CROSS-REFERENCE TO RELATED APPLICATIONS

[0001]This application claims the filing benefit of U.S. Provisional Application No. 63/725,945, filed Nov. 27, 2024. This application is incorporated by reference herein in its entirety and for all purposes.

BACKGROUND

[0002] High data reliability, high speed of memory access, low power consumption, and reduced chip size are some features that are demanded from semiconductor memory devices, such as a dynamic random-access memory (DRAM). Transistors, such as field-effect transistors (FETs), included in semiconductor memory devices may include a tensile stressor as a mobility booster to strain channels and improve carrier mobilities.

BRIEF DESCRIPTION OF THE DRAWINGS

[0003]FIG. 1 depicts an example configuration of at least part of a semiconductor device in a cross-sectional view according to some embodiments of the disclosure.

[0004]FIG. 2 is an enlarged view of part of the example configuration depicted in FIG. 1 according to some embodiments of the disclosure.

[0005]FIG. 3 depicts an example configuration of at least part of a semiconductor device in a cross-sectional view according to some embodiments of the disclosure.

[0006]FIG. 4 depicts an example configuration of at least part of a semiconductor device in a cross-sectional view according to some embodiments of the disclosure.

DETAILED DESCRIPTION

[0007] Various example embodiments of the disclosure will be described below in detail with reference to the accompanying drawings.
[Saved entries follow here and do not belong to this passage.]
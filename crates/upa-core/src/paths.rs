use chrono::format::{Item, StrftimeItems};
use chrono::{DateTime, TimeZone};
use std::fmt::{self, Display};
use std::path::{Path, PathBuf};

use crate::error::Error;

/// A chrono format string that is known to render.
///
/// Rendering a `DateTime` through an unchecked format panics on specifiers
/// chrono does not know (`%Q`), so user supplied formats go through
/// [`DateFormat::parse`] first.
#[derive(Debug, Clone, PartialEq, Eq)]
pub struct DateFormat(String);

impl DateFormat {
    pub fn parse(format: &str) -> Result<Self, Error> {
        if StrftimeItems::new(format).any(|item| matches!(item, Item::Error)) {
            return Err(Error::InvalidDateFormat(format.to_string()));
        }
        Ok(Self(format.to_string()))
    }

    /// `when` rendered through this format.
    pub fn render<Tz>(&self, when: &DateTime<Tz>) -> String
    where
        Tz: TimeZone,
        Tz::Offset: Display,
    {
        when.format(&self.0).to_string()
    }
}

impl fmt::Display for DateFormat {
    fn fmt(&self, f: &mut fmt::Formatter<'_>) -> fmt::Result {
        f.write_str(&self.0)
    }
}

/// Last component of `path`, empty when there is none.
pub fn file_name(path: &Path) -> String {
    path.file_name()
        .map(|f| f.to_string_lossy().into_owned())
        .unwrap_or_default()
}

/// `path` with its file stem replaced by `when` rendered through `format`.
/// Directory and extension are kept.
pub fn with_dated_file_stem<Tz>(path: &Path, when: &DateTime<Tz>, format: &DateFormat) -> PathBuf
where
    Tz: TimeZone,
    Tz::Offset: Display,
{
    let stem = format.render(when);
    let name = match path.extension() {
        Some(ext) => format!("{}.{}", stem, ext.to_string_lossy()),
        None => stem,
    };
    path.with_file_name(name)
}

/// Insert a directory named after `when` (and `label`, if any) between the
/// parent of `path` and its file name.
pub fn insert_dated_directory<Tz>(
    path: &Path,
    when: &DateTime<Tz>,
    format: &DateFormat,
    label: Option<&str>,
) -> PathBuf
where
    Tz: TimeZone,
    Tz::Offset: Display,
{
    let mut dir_name = format.render(when);
    if let Some(label) = label.map(str::trim).filter(|l| !l.is_empty()) {
        dir_name.push(' ');
        dir_name.push_str(label);
    }

    let parent = path.parent().unwrap_or_else(|| Path::new(""));
    match path.file_name() {
        Some(name) => parent.join(dir_name).join(name),
        None => parent.join(dir_name),
    }
}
The following detailed descriptions refer to the accompanying drawings that show, by way of illustration, specific aspects in which embodiments of the disclosure may be practiced. These embodiments are described in sufficient detail to enable those skilled in the art to practice the disclosure. Other embodiments may be utilized, and structure, logical and electrical changes may be made without departing from the scope of the disclosure. The various embodiments disclosed herein are not necessary mutually exclusive, as some disclosed embodiments can be combined with one or more other disclosed embodiments to form new embodiments.
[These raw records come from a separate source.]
use std::path::PathBuf;

use thiserror::Error;

use crate::service::ServiceError;

pub const EXIT_ABNORMAL: i32 = 1;
pub const EXIT_UNKNOWN_TASK: i32 = 2;
pub const EXIT_INVALID_PATTERN: i32 = 3;
pub const EXIT_TARGET_NOT_FOUND: i32 = 4;
pub const EXIT_TARGET_CREATION: i32 = 5;
pub const EXIT_SOURCE_NOT_FOUND: i32 = 6;

#[derive(Error, Debug)]
pub enum Error {
    #[error("Configuration error: {0}")]
    Config(#[from] config::ConfigError),

    #[error("Invalid regex given \"{pattern}\": {source}")]
    InvalidPattern {
        pattern: String,
        #[source]
        source: regex::Error,
    },

    #[error("Invalid date format \"{0}\"")]
    InvalidDateFormat(String),

    #[error("Source directory not found \"{}\"", .0.display())]
    SourceDirectoryNotFound(PathBuf),

    #[error("Target directory does not exist \"{}\"", .0.display())]
    TargetDirectoryNotFound(PathBuf),

    #[error("Target directory could not be created \"{}\": {source}", .path.display())]
    TargetDirectoryCreation {
        path: PathBuf,
        #[source]
        source: ServiceError,
    },

    #[error(transparent)]
    Service(#[from] ServiceError),
}

impl Error {
    /// Process exit code reported for this error.
    pub fn exit_code(&self) -> i32 {
        match self {
            Error::InvalidPattern { .. } => EXIT_INVALID_PATTERN,
            Error::TargetDirectoryNotFound(_) => EXIT_TARGET_NOT_FOUND,
            Error::TargetDirectoryCreation { .. } => EXIT_TARGET_CREATION,
            Error::SourceDirectoryNotFound(_) => EXIT_SOURCE_NOT_FOUND,
            Error::Config(_) | Error::InvalidDateFormat(_) | Error::Service(_) => EXIT_ABNORMAL,
        }
    }
}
[0008] In the descriptions, common or related elements and elements that are substantially the same are denoted with the same signs, and the descriptions thereof may be reduced or omitted. In the drawings, some of the same signs may be omitted for the same or substantially the same elements for ease of illustration. In the drawings, the dimensions and dimensional ratios of each unit do not necessarily match the actual dimensions and dimensional ratios in the embodiments.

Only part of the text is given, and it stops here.